[Opening Record extracts section]

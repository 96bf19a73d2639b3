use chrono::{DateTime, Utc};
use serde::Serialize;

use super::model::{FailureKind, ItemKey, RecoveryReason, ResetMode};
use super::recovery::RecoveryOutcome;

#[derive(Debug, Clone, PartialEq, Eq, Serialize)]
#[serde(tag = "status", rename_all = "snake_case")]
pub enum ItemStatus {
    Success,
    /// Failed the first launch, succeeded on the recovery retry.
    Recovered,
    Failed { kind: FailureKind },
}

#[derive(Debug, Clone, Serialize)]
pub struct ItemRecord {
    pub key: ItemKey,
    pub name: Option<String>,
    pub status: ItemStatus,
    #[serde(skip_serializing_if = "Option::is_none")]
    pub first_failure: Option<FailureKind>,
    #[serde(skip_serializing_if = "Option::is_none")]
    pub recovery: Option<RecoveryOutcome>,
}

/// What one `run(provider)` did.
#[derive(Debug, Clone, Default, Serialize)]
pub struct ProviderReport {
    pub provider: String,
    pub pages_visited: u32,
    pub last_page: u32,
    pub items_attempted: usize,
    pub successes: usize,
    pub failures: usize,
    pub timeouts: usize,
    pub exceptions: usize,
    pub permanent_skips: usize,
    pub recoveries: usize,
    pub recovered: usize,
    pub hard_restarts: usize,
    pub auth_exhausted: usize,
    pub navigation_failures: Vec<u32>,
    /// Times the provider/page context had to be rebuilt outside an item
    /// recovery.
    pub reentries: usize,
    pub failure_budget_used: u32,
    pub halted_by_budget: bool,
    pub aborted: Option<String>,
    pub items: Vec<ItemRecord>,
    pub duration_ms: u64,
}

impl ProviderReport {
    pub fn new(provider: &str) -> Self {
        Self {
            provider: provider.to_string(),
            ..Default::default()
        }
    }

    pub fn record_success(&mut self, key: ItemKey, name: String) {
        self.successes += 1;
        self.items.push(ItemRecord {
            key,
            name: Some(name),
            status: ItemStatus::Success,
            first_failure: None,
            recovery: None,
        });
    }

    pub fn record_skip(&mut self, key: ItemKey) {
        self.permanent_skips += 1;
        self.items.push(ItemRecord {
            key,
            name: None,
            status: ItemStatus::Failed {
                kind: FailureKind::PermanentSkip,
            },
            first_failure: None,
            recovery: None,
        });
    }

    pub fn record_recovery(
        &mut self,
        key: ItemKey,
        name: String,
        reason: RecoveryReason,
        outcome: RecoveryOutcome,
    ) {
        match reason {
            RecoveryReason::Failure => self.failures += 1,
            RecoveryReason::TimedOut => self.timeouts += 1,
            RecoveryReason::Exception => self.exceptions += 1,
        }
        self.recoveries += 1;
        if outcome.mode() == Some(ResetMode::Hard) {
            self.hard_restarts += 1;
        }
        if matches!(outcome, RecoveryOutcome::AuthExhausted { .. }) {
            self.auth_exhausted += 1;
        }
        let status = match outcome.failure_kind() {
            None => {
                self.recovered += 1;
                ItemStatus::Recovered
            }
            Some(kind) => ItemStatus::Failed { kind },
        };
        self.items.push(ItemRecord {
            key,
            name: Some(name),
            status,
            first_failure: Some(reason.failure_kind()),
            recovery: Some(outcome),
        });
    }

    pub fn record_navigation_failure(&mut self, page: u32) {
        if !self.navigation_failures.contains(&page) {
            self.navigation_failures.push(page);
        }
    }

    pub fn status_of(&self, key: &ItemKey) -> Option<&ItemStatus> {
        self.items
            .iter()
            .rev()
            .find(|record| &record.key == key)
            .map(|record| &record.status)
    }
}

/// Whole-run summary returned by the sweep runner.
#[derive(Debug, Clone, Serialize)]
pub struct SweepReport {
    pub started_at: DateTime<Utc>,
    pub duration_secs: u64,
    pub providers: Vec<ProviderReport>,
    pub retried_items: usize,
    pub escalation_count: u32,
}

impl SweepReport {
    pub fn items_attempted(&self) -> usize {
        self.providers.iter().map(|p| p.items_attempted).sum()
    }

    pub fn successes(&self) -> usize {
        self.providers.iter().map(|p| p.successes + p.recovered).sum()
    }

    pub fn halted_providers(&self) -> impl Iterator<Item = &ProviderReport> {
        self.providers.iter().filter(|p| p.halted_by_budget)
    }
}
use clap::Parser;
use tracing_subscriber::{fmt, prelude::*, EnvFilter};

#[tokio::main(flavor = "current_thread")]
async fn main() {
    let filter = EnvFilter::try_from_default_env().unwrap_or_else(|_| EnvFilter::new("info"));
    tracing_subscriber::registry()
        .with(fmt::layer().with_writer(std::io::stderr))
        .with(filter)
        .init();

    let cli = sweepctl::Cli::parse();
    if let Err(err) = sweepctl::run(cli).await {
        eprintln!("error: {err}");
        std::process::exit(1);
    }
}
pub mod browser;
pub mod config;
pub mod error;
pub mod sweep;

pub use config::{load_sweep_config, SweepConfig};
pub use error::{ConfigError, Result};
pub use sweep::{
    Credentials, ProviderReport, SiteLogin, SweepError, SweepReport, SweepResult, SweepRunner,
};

[Closing Record extracts section]

• **Try it**: All of the lines above must be returned exactly as they stand.

• **Result of this task**:
repository 96bf19a73d2639b3
use chrono::{DateTime, Utc};
use serde::Serialize;

use super::model::{FailureKind, ItemKey, RecoveryReason, ResetMode};
use super::recovery::RecoveryOutcome;

#[derive(Debug, Clone, PartialEq, Eq, Serialize)]
#[serde(tag = "status", rename_all = "snake_case")]
pub enum ItemStatus {
    Success,
    /// Failed the first launch, succeeded on the recovery retry.
    Recovered,
    Failed { kind: FailureKind },
}

#[derive(Debug, Clone, Serialize)]
pub struct ItemRecord {
    pub key: ItemKey,
    pub name: Option<String>,
    pub status: ItemStatus,
    #[serde(skip_serializing_if = "Option::is_none")]
    pub first_failure: Option<FailureKind>,
    #[serde(skip_serializing_if = "Option::is_none")]
    pub recovery: Option<RecoveryOutcome>,
}

/// What one `run(provider)` did.
#[derive(Debug, Clone, Default, Serialize)]
pub struct ProviderReport {
    pub provider: String,
    pub pages_visited: u32,
    pub last_page: u32,
    pub items_attempted: usize,
    pub successes: usize,
    pub failures: usize,
    pub timeouts: usize,
    pub exceptions: usize,
    pub permanent_skips: usize,
    pub recoveries: usize,
    pub recovered: usize,
    pub hard_restarts: usize,
    pub auth_exhausted: usize,
    pub navigation_failures: Vec<u32>,
    /// Times the provider/page context had to be rebuilt outside an item
    /// recovery.
    pub reentries: usize,
    pub failure_budget_used: u32,
    pub halted_by_budget: bool,
    pub aborted: Option<String>,
    pub items: Vec<ItemRecord>,
    pub duration_ms: u64,
}

impl ProviderReport {
    pub fn new(provider: &str) -> Self {
        Self {
            provider: provider.to_string(),
            ..Default::default()
        }
    }

    pub fn record_success(&mut self, key: ItemKey, name: String) {
        self.successes += 1;
        self.items.push(ItemRecord {
            key,
            name: Some(name),
            status: ItemStatus::Success,
            first_failure: None,
            recovery: None,
        });
    }

    pub fn record_skip(&mut self, key: ItemKey) {
        self.permanent_skips += 1;
        self.items.push(ItemRecord {
            key,
            name: None,
            status: ItemStatus::Failed {
                kind: FailureKind::PermanentSkip,
            },
            first_failure: None,
            recovery: None,
        });
    }

    pub fn record_recovery(
        &mut self,
        key: ItemKey,
        name: String,
        reason: RecoveryReason,
        outcome: RecoveryOutcome,
    ) {
        match reason {
            RecoveryReason::Failure => self.failures += 1,
            RecoveryReason::TimedOut => self.timeouts += 1,
            RecoveryReason::Exception => self.exceptions += 1,
        }
        self.recoveries += 1;
        if outcome.mode() == Some(ResetMode::Hard) {
            self.hard_restarts += 1;
        }
        if matches!(outcome, RecoveryOutcome::AuthExhausted { .. }) {
            self.auth_exhausted += 1;
        }
        let status = match outcome.failure_kind() {
            None => {
                self.recovered += 1;
                ItemStatus::Recovered
            }
            Some(kind) => ItemStatus::Failed { kind },
        };
        self.items.push(ItemRecord {
            key,
            name: Some(name),
            status,
            first_failure: Some(reason.failure_kind()),
            recovery: Some(outcome),
        });
    }

    pub fn record_navigation_failure(&mut self, page: u32) {
        if !self.navigation_failures.contains(&page) {
            self.navigation_failures.push(page);
        }
    }

    pub fn status_of(&self, key: &ItemKey) -> Option<&ItemStatus> {
        self.items
            .iter()
            .rev()
            .find(|record| &record.key == key)
            .map(|record| &record.status)
    }
}

/// Whole-run summary returned by the sweep runner.
#[derive(Debug, Clone, Serialize)]
pub struct SweepReport {
    pub started_at: DateTime<Utc>,
    pub duration_secs: u64,
    pub providers: Vec<ProviderReport>,
    pub retried_items: usize,
    pub escalation_count: u32,
}

impl SweepReport {
    pub fn items_attempted(&self) -> usize {
        self.providers.iter().map(|p| p.items_attempted).sum()
    }

    pub fn successes(&self) -> usize {
        self.providers.iter().map(|p| p.successes + p.recovered).sum()
    }

    pub fn halted_providers(&self) -> impl Iterator<Item = &ProviderReport> {
        self.providers.iter().filter(|p| p.halted_by_budget)
    }
}
use clap::Parser;
use tracing_subscriber::{fmt, prelude::*, EnvFilter};

#[tokio::main(flavor = "current_thread")]
async fn main() {
    let filter = EnvFilter::try_from_default_env().unwrap_or_else(|_| EnvFilter::new("info"));
    tracing_subscriber::registry()
        .with(fmt::layer().with_writer(std::io::stderr))
        .with(filter)
        .init();

    let cli = sweepctl::Cli::parse();
    if let Err(err) = sweepctl::run(cli).await {
        eprintln!("error: {err}");
        std::process::exit(1);
    }
}
pub mod browser;
pub mod config;
pub mod error;
pub mod sweep;

pub use config::{load_sweep_config, SweepConfig};
pub use error::{ConfigError, Result};
pub use sweep::{
    Credentials, ProviderReport, SiteLogin, SweepError, SweepReport, SweepResult, SweepRunner,
};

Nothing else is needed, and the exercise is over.